§ **WHAT YOU ARE ASKED TO DO**
Pull out every line below holding the word "returns".
(THE INPUT)
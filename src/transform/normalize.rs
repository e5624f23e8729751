//! Column classification and numeric coercion.
//!
//! [`infer_schema`] decides, once, what every column is; [`apply_schema`] converts the values.
//! Later stages read the resulting [`Schema`] instead of re-inspecting values.

use tracing::debug;

use crate::error::ParseError;
use crate::types::{ColumnKind, DataType, Field, Schema, Table, Value};

use super::datetime::parse_datetime;

/// Classify every column and convert numeric columns in one step.
pub fn normalize(table: Table) -> Table {
    let schema = infer_schema(&table);
    apply_schema(table, schema)
}

/// Inspect the values of every text column and produce its final [`Field`].
///
/// - A column whose non-null values all parse as integers is `Int64`; if they all parse as
///   numbers it is `Float64`. One non-numeric value keeps the whole column text.
/// - A text column for which [`is_date`] holds is [`ColumnKind::DateLike`].
/// - An all-null column stays text.
///
/// Columns that are already typed are left as they are.
pub fn infer_schema(table: &Table) -> Schema {
    let fields = table
        .schema
        .fields
        .iter()
        .enumerate()
        .map(|(idx, field)| {
            if field.data_type != DataType::Utf8 {
                return field.clone();
            }
            match numeric_type(table.column(idx)) {
                Some(data_type) => Field::new(field.name.clone(), data_type),
                None if first_value_is_date(table.column(idx)) => {
                    Field::new(field.name.clone(), DataType::Utf8).with_kind(ColumnKind::DateLike)
                }
                None => Field::new(field.name.clone(), DataType::Utf8),
            }
        })
        .collect();
    Schema::new(fields)
}

/// Convert `table` to `schema`, column by column.
///
/// A column whose values do not all convert keeps its current field and values.
pub fn apply_schema(mut table: Table, schema: Schema) -> Table {
    let width = table.column_count();
    for (idx, target) in schema.fields.into_iter().enumerate().take(width) {
        let current = table.schema.fields[idx].data_type;
        if current == target.data_type {
            table.schema.fields[idx] = target;
            continue;
        }

        let converted: Result<Vec<Value>, ParseError> = table
            .column(idx)
            .map(|v| convert_value(v, target.data_type))
            .collect();

        match converted {
            Ok(values) => {
                for (row, v) in table.rows.iter_mut().zip(values) {
                    row[idx] = v;
                }
                table.schema.fields[idx] = target;
            }
            Err(e) => debug!(column = %target.name, error = %e, "column kept as text"),
        }
    }
    table
}

/// Whether `column` looks like a date column.
///
/// Only the first non-empty value is inspected: it parsing as a date returns `true`, it failing
/// returns `false`. A missing, non-text, or all-null column is not a date column.
pub fn is_date(table: &Table, column: &str) -> bool {
    let Some(idx) = table.schema.index_of(column) else {
        return false;
    };
    if table.schema.fields[idx].data_type != DataType::Utf8 {
        return false;
    }
    first_value_is_date(table.column(idx))
}

fn first_value_is_date<'a>(values: impl Iterator<Item = &'a Value>) -> bool {
    for v in values {
        if let Value::Utf8(s) = v {
            if s.is_empty() {
                continue;
            }
            return parse_datetime(s).is_ok();
        }
    }
    false
}

fn numeric_type<'a>(values: impl Iterator<Item = &'a Value>) -> Option<DataType> {
    let mut seen = false;
    let mut all_integers = true;
    for v in values {
        let s = match v {
            Value::Null => continue,
            Value::Utf8(s) if s.is_empty() => continue,
            Value::Utf8(s) => s,
            _ => return None,
        };
        seen = true;
        if all_integers && parse_int(s).is_ok() {
            continue;
        }
        all_integers = false;
        if parse_float(s).is_err() {
            return None;
        }
    }
    match (seen, all_integers) {
        (false, _) => None,
        (true, true) => Some(DataType::Int64),
        (true, false) => Some(DataType::Float64),
    }
}

fn convert_value(v: &Value, target: DataType) -> Result<Value, ParseError> {
    let s = match v {
        Value::Null => return Ok(Value::Null),
        Value::Utf8(s) if s.is_empty() => return Ok(Value::Null),
        Value::Utf8(s) => s,
        other => return Err(ParseError::new(other.to_string(), "text")),
    };
    match target {
        DataType::Int64 => parse_int(s).map(Value::Int64),
        DataType::Float64 => parse_float(s).map(Value::Float64),
        DataType::Utf8 => Ok(v.clone()),
        _ => Err(ParseError::new(s.as_str(), "int64, float64 or text")),
    }
}

fn parse_int(s: &str) -> Result<i64, ParseError> {
    s.parse::<i64>().map_err(|_| ParseError::new(s, "integer"))
}

fn parse_float(s: &str) -> Result<f64, ParseError> {
    s.parse::<f64>().map_err(|_| ParseError::new(s, "number"))
}

#[cfg(test)]
mod tests {
    use super::*;

    fn text_table(columns: Vec<(&str, Vec<Option<&str>>)>) -> Table {
        let fields = columns
            .iter()
            .map(|(name, _)| Field::new(*name, DataType::Utf8))
            .collect();
        let n = columns[0].1.len();
        let rows = (0..n)
            .map(|i| {
                columns
                    .iter()
                    .map(|(_, vals)| vals[i].map(|s| Value::Utf8(s.to_string())).unwrap_or(Value::Null))
                    .collect()
            })
            .collect();
        Table::new(Schema::new(fields), rows)
    }

    #[test]
    fn integer_column_becomes_int64() {
        let out = normalize(text_table(vec![("n", vec![Some("1"), None, Some("-3"), Some("")])]));
        assert_eq!(out.schema.fields[0], Field::new("n", DataType::Int64));
        assert_eq!(
            out.column(0).cloned().collect::<Vec<_>>(),
            vec![Value::Int64(1), Value::Null, Value::Int64(-3), Value::Null]
        );
    }

    #[test]
    fn mixed_integer_and_decimal_becomes_float64() {
        let out = normalize(text_table(vec![("x", vec![Some("1"), Some("2.5")])]));
        assert_eq!(out.schema.fields[0].data_type, DataType::Float64);
        assert_eq!(out.rows[0][0], Value::Float64(1.0));
    }

    #[test]
    fn one_non_numeric_value_keeps_column_text() {
        let out = normalize(text_table(vec![("x", vec![Some("1"), Some("2"), Some("n/a")])]));
        assert_eq!(out.schema.fields[0], Field::new("x", DataType::Utf8));
        assert_eq!(out.rows[0][0], Value::Utf8("1".into()));
    }

    #[test]
    fn all_null_column_stays_text() {
        let out = normalize(text_table(vec![("x", vec![None, None])]));
        assert_eq!(out.schema.fields[0].kind, ColumnKind::Text);
    }

    #[test]
    fn is_date_accepts_column_with_leading_date() {
        let t = text_table(vec![("date", vec![Some("2022-01-01"), Some("not a date"), None])]);
        assert!(is_date(&t, "date"));
    }

    #[test]
    fn is_date_rejects_column_without_parseable_values() {
        let t = text_table(vec![("name", vec![Some("Cafe"), Some("Bakery")])]);
        assert!(!is_date(&t, "name"));
    }

    #[test]
    fn is_date_decides_on_first_non_empty_value() {
        let t = text_table(vec![("d", vec![None, Some(""), Some("oops"), Some("2022-01-01")])]);
        assert!(!is_date(&t, "d"));
        assert!(!is_date(&text_table(vec![("d", vec![None, None])]), "d"));
        assert!(!is_date(&t, "missing"));
    }

    #[test]
    fn date_like_columns_are_classified_once() {
        let t = text_table(vec![
            ("issued", vec![Some("2022-01-01"), Some("2022-02-01")]),
            ("year", vec![Some("2022"), Some("2023")]),
        ]);
        let schema = infer_schema(&t);
        assert_eq!(schema.fields[0].kind, ColumnKind::DateLike);
        assert_eq!(schema.fields[1].kind, ColumnKind::Numeric);
        assert!(!is_date(&normalize(t), "year"));
    }

    #[test]
    fn apply_schema_falls_back_to_text_on_parse_failure() {
        let t = text_table(vec![("x", vec![Some("1"), Some("two")])]);
        let forced = Schema::new(vec![Field::new("x", DataType::Int64)]);
        let out = apply_schema(t.clone(), forced);
        assert_eq!(out, t);
    }
}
(End THE INPUT)
§ **YOUR RESPONSE**
/// Only the first non-empty value is inspected: it parsing as a date returns `true`, it failing
/// returns `false`. A missing, non-text, or all-null column is not a date column.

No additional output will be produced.